- **Dataset entries**:
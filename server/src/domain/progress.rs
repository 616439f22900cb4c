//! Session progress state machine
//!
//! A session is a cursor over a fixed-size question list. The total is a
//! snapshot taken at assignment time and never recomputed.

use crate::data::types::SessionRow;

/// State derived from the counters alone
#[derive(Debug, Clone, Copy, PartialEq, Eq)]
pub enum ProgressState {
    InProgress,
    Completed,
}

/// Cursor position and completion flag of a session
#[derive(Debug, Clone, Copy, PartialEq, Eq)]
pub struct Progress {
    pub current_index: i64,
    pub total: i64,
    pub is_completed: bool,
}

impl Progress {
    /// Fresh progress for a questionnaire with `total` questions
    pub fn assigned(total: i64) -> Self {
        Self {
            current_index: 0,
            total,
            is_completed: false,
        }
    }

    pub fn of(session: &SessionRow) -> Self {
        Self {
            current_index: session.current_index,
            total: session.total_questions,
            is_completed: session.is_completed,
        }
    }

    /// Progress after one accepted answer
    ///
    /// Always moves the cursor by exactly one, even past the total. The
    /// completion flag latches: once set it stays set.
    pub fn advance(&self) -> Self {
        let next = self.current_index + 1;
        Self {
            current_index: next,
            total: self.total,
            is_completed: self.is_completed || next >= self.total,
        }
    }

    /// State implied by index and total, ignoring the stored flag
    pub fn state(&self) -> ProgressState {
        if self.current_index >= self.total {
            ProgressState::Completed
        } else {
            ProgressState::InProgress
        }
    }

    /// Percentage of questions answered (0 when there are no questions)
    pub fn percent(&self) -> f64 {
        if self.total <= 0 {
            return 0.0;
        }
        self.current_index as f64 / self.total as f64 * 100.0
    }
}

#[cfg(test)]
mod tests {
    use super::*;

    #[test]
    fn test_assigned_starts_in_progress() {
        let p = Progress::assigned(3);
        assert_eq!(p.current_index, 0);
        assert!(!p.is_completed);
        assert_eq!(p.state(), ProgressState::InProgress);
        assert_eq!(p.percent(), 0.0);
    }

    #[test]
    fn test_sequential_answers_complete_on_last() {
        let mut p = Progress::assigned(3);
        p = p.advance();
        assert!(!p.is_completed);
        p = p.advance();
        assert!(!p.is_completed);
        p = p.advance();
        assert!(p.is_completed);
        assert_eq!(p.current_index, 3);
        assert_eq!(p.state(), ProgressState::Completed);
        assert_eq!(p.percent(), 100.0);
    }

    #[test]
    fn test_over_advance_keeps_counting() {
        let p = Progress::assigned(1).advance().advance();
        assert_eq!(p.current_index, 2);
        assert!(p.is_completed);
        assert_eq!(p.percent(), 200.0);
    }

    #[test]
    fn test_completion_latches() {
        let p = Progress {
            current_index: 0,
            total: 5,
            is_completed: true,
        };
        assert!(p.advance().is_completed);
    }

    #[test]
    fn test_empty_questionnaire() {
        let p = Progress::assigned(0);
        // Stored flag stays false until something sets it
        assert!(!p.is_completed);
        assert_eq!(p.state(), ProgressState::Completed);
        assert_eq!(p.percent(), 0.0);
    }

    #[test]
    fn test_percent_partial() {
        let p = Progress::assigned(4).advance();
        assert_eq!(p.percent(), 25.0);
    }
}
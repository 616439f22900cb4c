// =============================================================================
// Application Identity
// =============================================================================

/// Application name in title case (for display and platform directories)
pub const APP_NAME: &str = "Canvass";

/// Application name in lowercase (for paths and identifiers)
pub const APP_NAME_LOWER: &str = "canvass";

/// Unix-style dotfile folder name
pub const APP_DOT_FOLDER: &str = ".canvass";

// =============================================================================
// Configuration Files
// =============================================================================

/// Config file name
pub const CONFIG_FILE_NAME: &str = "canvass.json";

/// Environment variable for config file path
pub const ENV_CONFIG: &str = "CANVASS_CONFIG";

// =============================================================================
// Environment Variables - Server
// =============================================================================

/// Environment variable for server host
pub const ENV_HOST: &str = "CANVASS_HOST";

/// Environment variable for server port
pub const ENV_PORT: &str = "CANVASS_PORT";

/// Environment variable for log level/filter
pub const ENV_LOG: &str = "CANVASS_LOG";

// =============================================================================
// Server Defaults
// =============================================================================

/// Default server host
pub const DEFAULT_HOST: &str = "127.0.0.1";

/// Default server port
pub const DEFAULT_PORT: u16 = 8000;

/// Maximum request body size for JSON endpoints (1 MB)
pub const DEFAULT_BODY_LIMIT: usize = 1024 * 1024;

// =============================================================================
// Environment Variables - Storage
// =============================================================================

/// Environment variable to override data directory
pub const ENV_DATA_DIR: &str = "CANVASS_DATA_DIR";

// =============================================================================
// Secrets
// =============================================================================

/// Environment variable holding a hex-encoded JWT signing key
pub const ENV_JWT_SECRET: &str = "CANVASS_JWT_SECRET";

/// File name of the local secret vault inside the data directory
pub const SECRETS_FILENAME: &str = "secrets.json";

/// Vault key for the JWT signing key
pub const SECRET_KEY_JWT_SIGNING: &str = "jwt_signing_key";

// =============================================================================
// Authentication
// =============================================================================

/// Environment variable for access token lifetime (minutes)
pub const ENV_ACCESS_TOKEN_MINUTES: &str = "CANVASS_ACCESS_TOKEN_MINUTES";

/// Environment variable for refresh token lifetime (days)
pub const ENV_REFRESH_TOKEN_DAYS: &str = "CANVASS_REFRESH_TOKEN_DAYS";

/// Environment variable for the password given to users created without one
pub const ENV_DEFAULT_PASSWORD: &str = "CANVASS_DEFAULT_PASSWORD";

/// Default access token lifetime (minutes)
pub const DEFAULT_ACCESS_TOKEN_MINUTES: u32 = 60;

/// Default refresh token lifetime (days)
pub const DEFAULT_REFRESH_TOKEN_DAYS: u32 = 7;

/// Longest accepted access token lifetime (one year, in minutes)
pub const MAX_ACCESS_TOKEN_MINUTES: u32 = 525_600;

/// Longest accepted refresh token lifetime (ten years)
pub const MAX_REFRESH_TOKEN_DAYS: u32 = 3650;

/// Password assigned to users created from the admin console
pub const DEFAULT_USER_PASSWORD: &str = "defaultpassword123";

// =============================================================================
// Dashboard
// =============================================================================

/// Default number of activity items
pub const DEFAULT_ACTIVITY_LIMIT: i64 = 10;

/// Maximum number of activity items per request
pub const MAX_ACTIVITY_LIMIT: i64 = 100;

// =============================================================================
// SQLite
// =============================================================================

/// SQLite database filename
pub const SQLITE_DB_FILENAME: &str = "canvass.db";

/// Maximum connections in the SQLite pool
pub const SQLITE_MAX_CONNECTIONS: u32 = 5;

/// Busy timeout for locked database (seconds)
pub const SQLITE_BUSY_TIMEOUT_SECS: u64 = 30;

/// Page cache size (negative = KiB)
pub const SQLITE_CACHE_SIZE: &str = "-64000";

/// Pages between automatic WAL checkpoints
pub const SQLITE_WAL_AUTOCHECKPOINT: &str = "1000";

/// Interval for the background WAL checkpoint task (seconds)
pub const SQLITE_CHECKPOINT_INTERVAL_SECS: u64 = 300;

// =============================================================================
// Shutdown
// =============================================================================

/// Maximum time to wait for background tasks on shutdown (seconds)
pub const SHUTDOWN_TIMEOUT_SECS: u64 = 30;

- **Try it**: Where does "SessionRow" appear in the records above? Copy each line that holds it.

- **Solution to the exercise**:
use crate::data::types::SessionRow;
    pub fn of(session: &SessionRow) -> Self {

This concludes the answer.